I was pleased to hear recently that a volume edited by my friend Philip Goff, who is currently at the University of Hertfordshire, has been accepted for publication by Palgrave-Macmillan. The volume is called ‘Spinoza on Monism’ and it combines historical work on Spinoza with contemporary work on monism. What makes me especially happy about it is that myself and a colleague of mine from Durham, Donnchadh O’Conaill (who has his viva today!) are also contributing a joint paper to the volume. Our contribution is entitled ‘Priority Monism and Conceptual Pluralism’, and is effectively a reply to Jonathan Schaffer’s (who is also contributing) paper, ‘Monism: the Priority of the Whole’. Other contributors include Terry Horgan and Galen Strawson.
We look at Schaffer’s reply to the so called ‘commonsense argument’ against monism due to Russell, who claimed that pluralism is favoured by commonsense. Schaffer argues that Russell’s case against monism is based on a misinterpretation: (priority) monism does not suggest that only one thing exists, but rather that only one thing is fundamental. Schaffer asks us to think of a heap; the grains of sand in the heap would seem to be prior to the whole, the heap. But a heap is not an integrated whole, rather, it is a mere aggregate. So, even if commonsense suggests that in the case of the heap the parts are prior to the whole, there may be other cases where the whole is prior to the parts, such as a circle and its semicircles—here commonsense would seem to suggest that the circle must be prior. Accordingly, Schaffer (p. 12) turns the commonsense argument to its head:
1. According to commonsense, integrated wholes are prior to their arbitrary portions.
2. According to commonsense, the cosmos is an integrated whole.
3. According to commonsense, the many proper parts are arbitrary portions of the cosmos.
4. According to commonsense, the cosmos is prior to its many proper parts.
We wish to challenge premise 3. Schaffer defends this premise as follows: ‘Commonsense appreciates that there are many ways to carve the world. Consider all the ways that one may slice a pie, or all the ways of drawing lines on a map. There seems no objective ground for carving things in just one way’ (p. 12). This line of thought bears some similarity to what Putnam and Dummett have suggested, i.e. the idea of conceptual relativity/pluralism and the view of reality as an amorphous lump, respectively. We suspect that there is something wrong with line of thought. The position Putnam and Dummett reject is roughly that there is a complete scheme (CS) – a way of carving up the universe such that (i) every portion so carved is independent of all and any parochial interests, and (ii) every object which can be said to exist is a portion so carved. No scheme can possibly meet both (i) and (ii) – in particular, there are many objects which exist but whose specifications are dependent on our parochial interests (e.g. interest rates, moral patients, nonrepresentational artwork, music).
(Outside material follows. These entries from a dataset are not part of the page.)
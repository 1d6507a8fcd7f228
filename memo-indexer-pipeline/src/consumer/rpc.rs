use std::str::FromStr;
use std::sync::atomic::{AtomicU64, Ordering};
use std::time::Duration;

use async_trait::async_trait;
use bitcoin::BlockHash;
use bitcoin::consensus::Decodable;
use chrono::{DateTime, Utc};
use memo_indexer_shared::types::{
    Block, LedgerBlock, LedgerTransaction, LocatedTransaction, TxHash,
};
use reqwest::Client as ReqwestClient;
use serde::de::DeserializeOwned;
use serde::{Deserialize, Serialize};
use serde_json::{Value, json};
use tokio_retry::RetryIf;
use tokio_retry::strategy::{ExponentialBackoff, jitter};
use tracing::{debug, warn};

use crate::consumer::LedgerSource;
use crate::errors::ConsumerError;

/// `RPC_INVALID_ADDRESS_OR_KEY`: unknown transaction or block.
const RPC_NOT_FOUND: i64 = -5;
/// `RPC_INVALID_PARAMETER`: block height out of range.
const RPC_OUT_OF_RANGE: i64 = -8;
const MAX_RETRIES: usize = 3;

/// Connection settings for a Bitcoin Core node.
#[derive(Debug, Clone)]
pub struct RpcConfig {
    pub url: String,
    pub user: Option<String>,
    pub password: Option<String>,
    pub timeout: Duration,
}

#[derive(Serialize)]
struct RpcRequest<'a> {
    jsonrpc: &'static str,
    id: u64,
    method: &'a str,
    params: &'a Value,
}

#[derive(Deserialize)]
struct RpcResponse<T> {
    result: Option<T>,
    error: Option<RpcErrorBody>,
}

#[derive(Deserialize)]
struct RpcErrorBody {
    code: i64,
    message: String,
}

#[derive(Deserialize)]
struct VerboseTransaction {
    hex: String,
    blockhash: Option<String>,
}

#[derive(Deserialize)]
struct BlockHeaderInfo {
    hash: String,
    height: u64,
    time: i64,
}

/// Ledger client speaking the Bitcoin Core JSON-RPC interface.
///
/// Point lookups of confirmed transactions need a node running with
/// `-txindex`. Transport failures are retried with exponential backoff; errors
/// reported by the node are not.
pub struct BitcoinRpcLedger {
    url: String,
    client: ReqwestClient,
    auth: Option<(String, Option<String>)>,
    next_id: AtomicU64,
}

impl BitcoinRpcLedger {
    pub fn new(config: RpcConfig) -> Result<Self, ConsumerError> {
        let client = ReqwestClient::builder()
            .timeout(config.timeout)
            .build()
            .map_err(|e| ConsumerError::Http(e.to_string()))?;
        Ok(Self {
            url: config.url,
            client,
            auth: config.user.map(|user| (user, config.password)),
            next_id: AtomicU64::new(0),
        })
    }

    async fn call<T: DeserializeOwned>(
        &self,
        method: &str,
        params: Value,
    ) -> Result<T, ConsumerError> {
        let retry = ExponentialBackoff::from_millis(10)
            .factor(2)
            .max_delay(Duration::from_secs(5))
            .map(jitter)
            .take(MAX_RETRIES);

        RetryIf::spawn(
            retry,
            || self.call_once(method, &params),
            |error: &ConsumerError| {
                let transient = error.is_transient();
                if transient {
                    warn!(method, error = %error, "Retrying RPC call");
                }
                transient
            },
        )
        .await
    }

    async fn call_once<T: DeserializeOwned>(
        &self,
        method: &str,
        params: &Value,
    ) -> Result<T, ConsumerError> {
        let body = RpcRequest {
            jsonrpc: "1.0",
            id: self.next_id.fetch_add(1, Ordering::Relaxed),
            method,
            params,
        };
        let mut request = self.client.post(&self.url).json(&body);
        if let Some((user, password)) = &self.auth {
            request = request.basic_auth(user, password.as_ref());
        }

        let response = request
            .send()
            .await
            .map_err(|e| ConsumerError::Http(e.to_string()))?;
        // The node answers RPC errors with a non-2xx status and a JSON body.
        let status = response.status();
        let response: RpcResponse<T> = response
            .json()
            .await
            .map_err(|e| ConsumerError::InvalidResponse(format!("{method} ({status}): {e}")))?;

        if let Some(error) = response.error {
            return Err(ConsumerError::Rpc {
                code: error.code,
                message: error.message,
            });
        }
        response
            .result
            .ok_or_else(|| ConsumerError::InvalidResponse(format!("{method} returned no result")))
    }

    async fn raw_transaction(&self, txid: &str) -> Result<bitcoin::Transaction, ConsumerError> {
        let hex: String = self
            .call("getrawtransaction", json!([txid, false]))
            .await?;
        decode_hex(&hex)
    }

    async fn block_header(&self, hash: &str) -> Result<Block, ConsumerError> {
        let header: BlockHeaderInfo = self.call("getblockheader", json!([hash, true])).await?;
        Ok(Block {
            height: header.height,
            hash: parse_block_hash(&header.hash)?,
            timestamp: DateTime::<Utc>::from_timestamp(header.time, 0).unwrap_or_default(),
        })
    }
}

fn decode_hex<T: Decodable>(hex: &str) -> Result<T, ConsumerError> {
    let bytes = hex::decode(hex).map_err(|e| ConsumerError::Decoding(e.to_string()))?;
    bitcoin::consensus::deserialize(&bytes).map_err(|e| ConsumerError::Decoding(e.to_string()))
}

fn parse_block_hash(hash: &str) -> Result<BlockHash, ConsumerError> {
    BlockHash::from_str(hash).map_err(|e| ConsumerError::InvalidResponse(e.to_string()))
}

#[async_trait]
impl LedgerSource for BitcoinRpcLedger {
    async fn tip_height(&self) -> Result<u64, ConsumerError> {
        self.call("getblockcount", json!([])).await
    }

    async fn block_hash_at(&self, height: u64) -> Result<Option<BlockHash>, ConsumerError> {
        match self.call::<String>("getblockhash", json!([height])).await {
            Ok(hash) => parse_block_hash(&hash).map(Some),
            Err(ConsumerError::Rpc {
                code: RPC_OUT_OF_RANGE,
                ..
            }) => Ok(None),
            Err(e) => Err(e),
        }
    }

    async fn block_at(&self, height: u64) -> Result<LedgerBlock, ConsumerError> {
        let hash = self
            .block_hash_at(height)
            .await?
            .ok_or(ConsumerError::BlockNotFound(height))?;
        let hex: String = self
            .call("getblock", json!([hash.to_string(), 0]))
            .await?;
        let block: bitcoin::Block = decode_hex(&hex)?;
        Ok(LedgerBlock::from_bitcoin(height, &block))
    }

    async fn unconfirmed_transactions(&self) -> Result<Vec<LedgerTransaction>, ConsumerError> {
        let txids: Vec<String> = self.call("getrawmempool", json!([])).await?;
        let mut transactions = Vec::with_capacity(txids.len());
        for txid in &txids {
            match self.raw_transaction(txid).await {
                Ok(tx) => transactions.push(LedgerTransaction::from(&tx)),
                // Mined or evicted since the pool listing.
                Err(ConsumerError::Rpc {
                    code: RPC_NOT_FOUND,
                    ..
                }) => debug!(tx_hash = %txid, "Unconfirmed transaction left the pool"),
                Err(e) => return Err(e),
            }
        }
        Ok(transactions)
    }

    async fn transaction(
        &self,
        hash: &TxHash,
    ) -> Result<Option<LocatedTransaction>, ConsumerError> {
        let verbose: VerboseTransaction = match self
            .call("getrawtransaction", json!([hash.to_string(), true]))
            .await
        {
            Ok(verbose) => verbose,
            Err(ConsumerError::Rpc {
                code: RPC_NOT_FOUND,
                ..
            }) => return Ok(None),
            Err(e) => return Err(e),
        };

        let tx: bitcoin::Transaction = decode_hex(&verbose.hex)?;
        let block = match verbose.blockhash {
            Some(block_hash) => Some(self.block_header(&block_hash).await?),
            None => None,
        };
        Ok(Some(LocatedTransaction {
            transaction: LedgerTransaction::from(&tx),
            block,
        }))
    }
}
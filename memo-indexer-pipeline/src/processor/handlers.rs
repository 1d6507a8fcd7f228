//! One handler per memo action kind.
//!
//! Each handler reads its fields in order, enforces the kind's byte ceilings
//! and field widths, and ignores any trailing pushes.
use bitcoin::hashes::Hash as _;
use memo_indexer_shared::protocol::{self, PK_HASH_SIZE, PollType, TX_HASH_SIZE};
use memo_indexer_shared::types::{ActionKind, ActionPayload, Identity, TxHash};

use crate::errors::DecodeError;
use crate::processor::HandleAction;

fn field<'a>(fields: &[&'a [u8]], index: usize, name: &'static str) -> Result<&'a [u8], DecodeError> {
    fields
        .get(index)
        .copied()
        .ok_or(DecodeError::MissingField(name))
}

/// Checks the size ceiling of `kind` and decodes the bytes as UTF-8.
fn text(bytes: &[u8], kind: ActionKind, name: &'static str) -> Result<String, DecodeError> {
    if let Some(max) = protocol::max_payload_size(kind) {
        if bytes.len() > max {
            return Err(DecodeError::PayloadTooLarge {
                kind,
                size: bytes.len(),
                max,
            });
        }
    }
    String::from_utf8(bytes.to_vec()).map_err(|_| DecodeError::InvalidUtf8(name))
}

fn tx_hash(bytes: &[u8], name: &'static str) -> Result<TxHash, DecodeError> {
    if bytes.len() != TX_HASH_SIZE {
        return Err(DecodeError::InvalidHash {
            field: name,
            len: bytes.len(),
        });
    }
    TxHash::from_slice(bytes).map_err(|_| DecodeError::InvalidHash {
        field: name,
        len: bytes.len(),
    })
}

fn identity(bytes: &[u8]) -> Result<Identity, DecodeError> {
    if bytes.len() != PK_HASH_SIZE {
        return Err(DecodeError::InvalidIdentity(format!(
            "expected {PK_HASH_SIZE} bytes, got {}",
            bytes.len()
        )));
    }
    Identity::from_slice(bytes).map_err(|e| DecodeError::InvalidIdentity(e.to_string()))
}

pub struct SetNameHandler;

impl HandleAction for SetNameHandler {
    fn handle(&self, fields: &[&[u8]]) -> Result<ActionPayload, DecodeError> {
        let name = text(field(fields, 0, "name")?, ActionKind::SetName, "name")?;
        Ok(ActionPayload::SetName { name })
    }
}

pub struct PostHandler;

impl HandleAction for PostHandler {
    fn handle(&self, fields: &[&[u8]]) -> Result<ActionPayload, DecodeError> {
        let message = text(field(fields, 0, "message")?, ActionKind::Post, "message")?;
        Ok(ActionPayload::Post { message })
    }
}

pub struct ReplyHandler;

impl HandleAction for ReplyHandler {
    fn handle(&self, fields: &[&[u8]]) -> Result<ActionPayload, DecodeError> {
        let parent = tx_hash(field(fields, 0, "parent")?, "parent")?;
        let message = text(field(fields, 1, "message")?, ActionKind::Reply, "message")?;
        Ok(ActionPayload::Reply { parent, message })
    }
}

pub struct LikeHandler;

impl HandleAction for LikeHandler {
    fn handle(&self, fields: &[&[u8]]) -> Result<ActionPayload, DecodeError> {
        let target = tx_hash(field(fields, 0, "target")?, "target")?;
        Ok(ActionPayload::Like { target })
    }
}

pub struct FollowHandler;

impl HandleAction for FollowHandler {
    fn handle(&self, fields: &[&[u8]]) -> Result<ActionPayload, DecodeError> {
        let target = identity(field(fields, 0, "target")?)?;
        Ok(ActionPayload::Follow { target })
    }
}

pub struct UnfollowHandler;

impl HandleAction for UnfollowHandler {
    fn handle(&self, fields: &[&[u8]]) -> Result<ActionPayload, DecodeError> {
        let target = identity(field(fields, 0, "target")?)?;
        Ok(ActionPayload::Unfollow { target })
    }
}

pub struct TagMessageHandler;

impl HandleAction for TagMessageHandler {
    fn handle(&self, fields: &[&[u8]]) -> Result<ActionPayload, DecodeError> {
        let topic = text(field(fields, 0, "topic")?, ActionKind::TagMessage, "topic")?;
        let message = text(field(fields, 1, "message")?, ActionKind::TagMessage, "message")?;
        Ok(ActionPayload::TagMessage { topic, message })
    }
}

pub struct PollQuestionHandler;

impl HandleAction for PollQuestionHandler {
    fn handle(&self, fields: &[&[u8]]) -> Result<ActionPayload, DecodeError> {
        let tag = field(fields, 0, "poll type")?;
        let poll_type = std::str::from_utf8(tag)
            .ok()
            .and_then(|tag| tag.parse::<PollType>().ok())
            .ok_or_else(|| DecodeError::InvalidPollType(String::from_utf8_lossy(tag).into_owned()))?;
        let question = text(field(fields, 1, "question")?, ActionKind::PollQuestion, "question")?;
        Ok(ActionPayload::PollQuestion {
            poll_type,
            question,
        })
    }
}

pub struct PollResponseHandler;

impl HandleAction for PollResponseHandler {
    fn handle(&self, fields: &[&[u8]]) -> Result<ActionPayload, DecodeError> {
        let poll = tx_hash(field(fields, 0, "poll")?, "poll")?;
        let comment = text(field(fields, 1, "comment")?, ActionKind::PollResponse, "comment")?;
        Ok(ActionPayload::PollResponse { poll, comment })
    }
}

#[cfg(test)]
mod tests {
    use super::*;

    // ============================================================================
    // Size ceilings
    // ============================================================================

    fn assert_ceiling(handler: &dyn HandleAction, prefix: &[&[u8]], kind: ActionKind, max: usize) {
        let fits = vec![b'a'; max];
        let mut fields = prefix.to_vec();
        fields.push(&fits);
        assert!(handler.handle(&fields).is_ok(), "{kind} at {max} bytes");

        let over = vec![b'a'; max + 1];
        let mut fields = prefix.to_vec();
        fields.push(&over);
        assert_eq!(
            handler.handle(&fields),
            Err(DecodeError::PayloadTooLarge {
                kind,
                size: max + 1,
                max
            })
        );
    }

    #[test]
    fn test_post_ceiling() {
        assert_ceiling(&PostHandler, &[], ActionKind::Post, 217);
    }

    #[test]
    fn test_reply_ceiling() {
        let parent = [7u8; 32];
        assert_ceiling(&ReplyHandler, &[&parent], ActionKind::Reply, 184);
    }

    #[test]
    fn test_tag_message_ceiling() {
        assert_ceiling(&TagMessageHandler, &[b"topic"], ActionKind::TagMessage, 217);
    }

    #[test]
    fn test_set_name_uses_tag_message_ceiling() {
        assert_ceiling(&SetNameHandler, &[], ActionKind::SetName, 217);
    }

    #[test]
    fn test_poll_question_ceiling() {
        assert_ceiling(&PollQuestionHandler, &[b"one"], ActionKind::PollQuestion, 213);
    }

    #[test]
    fn test_poll_response_ceiling() {
        let poll = [9u8; 32];
        assert_ceiling(&PollResponseHandler, &[&poll], ActionKind::PollResponse, 184);
    }

    #[test]
    fn test_ceiling_counts_bytes_not_characters() {
        // 72 three-byte characters: 216 bytes fit, one more does not.
        let fits = "€".repeat(72);
        assert!(PostHandler.handle(&[fits.as_bytes()]).is_ok());
        let over = format!("{fits}ab");
        assert!(matches!(
            PostHandler.handle(&[over.as_bytes()]),
            Err(DecodeError::PayloadTooLarge { size: 218, .. })
        ));
    }

    // ============================================================================
    // Poll types
    // ============================================================================

    #[test]
    fn test_poll_types_decode() {
        for (tag, expected) in [("one", PollType::One), ("any", PollType::Any), ("rank", PollType::Rank)] {
            let payload = PollQuestionHandler
                .handle(&[tag.as_bytes(), b"which?"])
                .unwrap();
            assert_eq!(
                payload,
                ActionPayload::PollQuestion {
                    poll_type: expected,
                    question: "which?".to_string()
                }
            );
        }
    }

    #[test]
    fn test_unknown_poll_type_fails() {
        let tags: [&[u8]; 4] = [b"all", b"ONE", b"", &[0xff, 0xfe]];
        for tag in tags {
            assert!(matches!(
                PollQuestionHandler.handle(&[tag, b"which?"]),
                Err(DecodeError::InvalidPollType(_))
            ));
        }
    }

    // ============================================================================
    // Field validation
    // ============================================================================

    #[test]
    fn test_missing_fields() {
        assert_eq!(PostHandler.handle(&[]), Err(DecodeError::MissingField("message")));
        let parent = [1u8; 32];
        assert_eq!(
            ReplyHandler.handle(&[&parent]),
            Err(DecodeError::MissingField("message"))
        );
    }

    #[test]
    fn test_hash_width_is_exact() {
        assert_eq!(
            LikeHandler.handle(&[&[0u8; 31]]),
            Err(DecodeError::InvalidHash {
                field: "target",
                len: 31
            })
        );
        assert!(LikeHandler.handle(&[&[0u8; 32]]).is_ok());
    }

    #[test]
    fn test_follow_requires_pubkey_hash_width() {
        assert!(matches!(
            FollowHandler.handle(&[&[0u8; 21]]),
            Err(DecodeError::InvalidIdentity(_))
        ));
        let payload = UnfollowHandler.handle(&[&[3u8; 20]]).unwrap();
        assert_eq!(
            payload,
            ActionPayload::Unfollow {
                target: Identity::from_byte_array([3u8; 20])
            }
        );
    }

    #[test]
    fn test_invalid_utf8_is_rejected() {
        assert_eq!(
            PostHandler.handle(&[&[0xc3, 0x28]]),
            Err(DecodeError::InvalidUtf8("message"))
        );
    }

    #[test]
    fn test_trailing_fields_are_ignored() {
        let payload = PostHandler.handle(&[b"hi", b"extra"]).unwrap();
        assert_eq!(
            payload,
            ActionPayload::Post {
                message: "hi".to_string()
            }
        );
    }
}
This much is correct in the line of thought at hand, but even if we cannot have a complete scheme, we might be able to have something very much like it, call it a near-complete scheme (NCS) – a way of carving up the universe such that (i) every portion so carved is non-parochial, and (ii) every object which can be said to exist is either a portion so carved, or is ontologically dependent on some such portion or combination of portions. An NCS keeps the first part of the CS, but sacrifices the second, while nonetheless holding to an important asymmetry between the objects it picks out and the objects which other, parochial schemes pick out – it captures the sense we have that interest rates, music, moral patients and so on all depend for their existence on the existence of things which are not themselves interest rates, music or moral patients, and in many cases do not require the existence of interest rates etc. in order for themselves to exist.
We will offer two arguments in favour of a NCS: an ontological and a semantic one. The ontological argument suggests that there are dependency relations such that if certain macro-physical phenomena exist, such as nonrepresentational artworks, or indeed any such macro-physical objects, then there must be some underlying physical order – non-arbitrary micro-physical phenomena – which is necessary for the existence of those macro-physical objects. The semantic argument suggests that you can slice the pie in as many different ways as you like, but in order to be aware that what you are doing is slicing a pie which can be sliced in many other ways, your conception of the pie cannot be just ‘what I have when I put these slices together’ – precisely because you can slice the pie in many other ways, this description, while correct, isn’t sufficient – it fails to capture the independence of the pie from any particular way of slicing it.
The upshot of this paper is a clear challenge for Schaffer’s defence of priority monism against the commonsense argument. If we are right, it seems that the commonsense argument can stand its ground.
That’s effectively the abstract of the paper, but we still have to write it!